Characterization of nerve growth factor binding to embryonic rat spinal cord neurons

Abstract

The binding of iodinated β‐nerve growth factor, [¹²⁵I]‐NGF, to embryonic (E16) rat spinal cord cells, was investigated to characterize the binding properties and cellular distribution of nerve growth factor receptors. Spinal cord cells prepared without trypsin yielded two classes of NGF binding sites with Kd's of 3 × 10⁻¹¹ M and 4 × 10⁻⁹ M. Fractionation of the cells by discontinuous gradients composed of 8%, 12%, and 17% metrizamide was used to separate motoneurons from other cell types. The motoneuron enriched fraction (8% metrizamide) contained approximately 10% of the cells and 64% of the choline acetyltransferase (ChAT) activity. In contrast, the 12% metrizamide fraction contained most (51%) of the cells and 36% of the ChAT activity, while the 17% metrizamide fraction contained the remainder of the cells and negligible amounts of ChAT activity.

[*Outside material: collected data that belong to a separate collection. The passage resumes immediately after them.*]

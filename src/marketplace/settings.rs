//! Platform settings form model.
//!
//! Holds the editable platform configuration shown on the settings panel.
//! Nothing here is persisted: saving only produces a confirmation notice.

use super::error::ValidationError;
use regex::Regex;
use std::fmt;

const EMAIL_PATTERN: &str = r"^[^\s@]+@[^\s@]+\.[^\s@]+$";
const HOST_PATTERN: &str = r"^[A-Za-z0-9]([A-Za-z0-9-]*[A-Za-z0-9])?(\.[A-Za-z0-9]([A-Za-z0-9-]*[A-Za-z0-9])?)*$";

/// Tabs of the settings form.
///
#[derive(Debug, Clone, Copy, PartialEq, Eq)]
pub enum SettingsTab {
    General,
    Financial,
    Security,
    Email,
    Content,
}

impl SettingsTab {
    pub const ALL: [SettingsTab; 5] = [
        SettingsTab::General,
        SettingsTab::Financial,
        SettingsTab::Security,
        SettingsTab::Email,
        SettingsTab::Content,
    ];

    pub fn title(&self) -> &'static str {
        match self {
            SettingsTab::General => "General",
            SettingsTab::Financial => "Financial",
            SettingsTab::Security => "Security",
            SettingsTab::Email => "Email",
            SettingsTab::Content => "Content",
        }
    }
}

/// How a field accepts input.
///
#[derive(Debug, Clone, Copy, PartialEq)]
pub enum FieldKind {
    Text,
    Email,
    Host,
    Toggle,
    Number {
        min: Option<f64>,
        max: Option<f64>,
        integer: bool,
    },
}

/// Every editable setting.
///
#[derive(Debug, Clone, Copy, PartialEq, Eq, Hash)]
pub enum Field {
    SiteName,
    SiteDescription,
    MaintenanceMode,
    AllowRegistration,
    RequireEmailVerification,
    PlatformCommission,
    PaymentProcessingFee,
    WithdrawalFee,
    MinimumWithdrawal,
    PasswordMinLength,
    SessionTimeout,
    MaxLoginAttempts,
    TwoFactorRequired,
    SmtpHost,
    SmtpPort,
    FromEmail,
    FromName,
    MaxProjectBudget,
    ProjectBidDeadline,
    AutomaticPaymentRelease,
    DisputeResolutionTime,
}

const fn number(min: Option<f64>, max: Option<f64>, integer: bool) -> FieldKind {
    FieldKind::Number { min, max, integer }
}

impl Field {
    pub const ALL: [Field; 21] = [
        Field::SiteName,
        Field::SiteDescription,
        Field::MaintenanceMode,
        Field::AllowRegistration,
        Field::RequireEmailVerification,
        Field::PlatformCommission,
        Field::PaymentProcessingFee,
        Field::WithdrawalFee,
        Field::MinimumWithdrawal,
        Field::PasswordMinLength,
        Field::SessionTimeout,
        Field::MaxLoginAttempts,
        Field::TwoFactorRequired,
        Field::SmtpHost,
        Field::SmtpPort,
        Field::FromEmail,
        Field::FromName,
        Field::MaxProjectBudget,
        Field::ProjectBidDeadline,
        Field::AutomaticPaymentRelease,
        Field::DisputeResolutionTime,
    ];

    pub fn label(&self) -> &'static str {
        match self {
            Field::SiteName => "Site Name",
            Field::SiteDescription => "Site Description",
            Field::MaintenanceMode => "Maintenance Mode",
            Field::AllowRegistration => "Allow User Registration",
            Field::RequireEmailVerification => "Require Email Verification",
            Field::PlatformCommission => "Platform Commission (%)",
            Field::PaymentProcessingFee => "Payment Processing Fee (%)",
            Field::WithdrawalFee => "Withdrawal Fee ($)",
            Field::MinimumWithdrawal => "Minimum Withdrawal Amount ($)",
            Field::PasswordMinLength => "Minimum Password Length",
            Field::SessionTimeout => "Session Timeout (minutes)",
            Field::MaxLoginAttempts => "Max Login Attempts",
            Field::TwoFactorRequired => "Require Two-Factor Authentication",
            Field::SmtpHost => "SMTP Host",
            Field::SmtpPort => "SMTP Port",
            Field::FromEmail => "From Email Address",
            Field::FromName => "From Name",
            Field::MaxProjectBudget => "Maximum Project Budget ($)",
            Field::ProjectBidDeadline => "Project Bid Deadline (days)",
            Field::AutomaticPaymentRelease => "Automatic Payment Release (days)",
            Field::DisputeResolutionTime => "Dispute Resolution Time (days)",
        }
    }

    pub fn tab(&self) -> SettingsTab {
        match self {
            Field::SiteName
            | Field::SiteDescription
            | Field::MaintenanceMode
            | Field::AllowRegistration
            | Field::RequireEmailVerification => SettingsTab::General,
            Field::PlatformCommission
            | Field::PaymentProcessingFee
            | Field::WithdrawalFee
            | Field::MinimumWithdrawal => SettingsTab::Financial,
            Field::PasswordMinLength
            | Field::SessionTimeout
            | Field::MaxLoginAttempts
            | Field::TwoFactorRequired => SettingsTab::Security,
            Field::SmtpHost | Field::SmtpPort | Field::FromEmail | Field::FromName => {
                SettingsTab::Email
            }
            Field::MaxProjectBudget
            | Field::ProjectBidDeadline
            | Field::AutomaticPaymentRelease
            | Field::DisputeResolutionTime => SettingsTab::Content,
        }
    }

    pub fn kind(&self) -> FieldKind {
        match self {
            Field::SiteName | Field::SiteDescription | Field::FromName => FieldKind::Text,
            Field::FromEmail => FieldKind::Email,
            Field::SmtpHost => FieldKind::Host,
            Field::MaintenanceMode
            | Field::AllowRegistration
            | Field::RequireEmailVerification
            | Field::TwoFactorRequired => FieldKind::Toggle,
            Field::PlatformCommission => number(Some(0.0), Some(20.0), false),
            Field::PaymentProcessingFee => number(Some(0.0), Some(5.0), false),
            Field::WithdrawalFee => number(Some(0.0), None, false),
            Field::MinimumWithdrawal => number(Some(1.0), None, false),
            Field::PasswordMinLength => number(Some(6.0), Some(20.0), true),
            Field::SessionTimeout => number(Some(15.0), Some(120.0), true),
            Field::MaxLoginAttempts => number(Some(3.0), Some(10.0), true),
            Field::SmtpPort => number(Some(1.0), Some(65535.0), true),
            Field::MaxProjectBudget => number(Some(1000.0), None, true),
            Field::ProjectBidDeadline => number(Some(1.0), Some(30.0), true),
            Field::AutomaticPaymentRelease => number(Some(1.0), Some(30.0), true),
            Field::DisputeResolutionTime => number(Some(3.0), Some(30.0), true),
        }
    }

    /// Fields shown on the given tab, in form order.
    ///
    pub fn on_tab(tab: SettingsTab) -> Vec<Field> {
        Field::ALL.iter().copied().filter(|f| f.tab() == tab).collect()
    }
}
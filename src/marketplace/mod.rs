//! Marketplace domain module.
//!
//! This module contains everything the dashboard knows about the marketplace:
//! - Entity models and their closed enumerations
//! - Static sample collections
//! - The generic filter/sort engine
//! - Table-driven badge mapping
//! - The platform settings form and its validation

pub mod badge;
mod error;
pub mod filter;
pub mod models;
pub mod sample;
pub mod settings;

pub use badge::{Badge, Badged, BadgeTable, Tone};
pub use error::ValidationError;
pub use filter::{Choice, Query, Searchable, Selection, TextFilter};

Characterization of [¹²⁵I]‐NGF binding to each metrizamide fraction showed that the motoneuron‐en‐riched fraction exhibited both high and low affinity binding sites, while the other metrizamide fractions exhibited only the low affinity binding sites. These findings indicate that although low affinity NGF receptors appear to be relatively evenly distributed amongst embryonic rat spinal cord cells, high affinity NGF receptors are found primarily on motoneurons.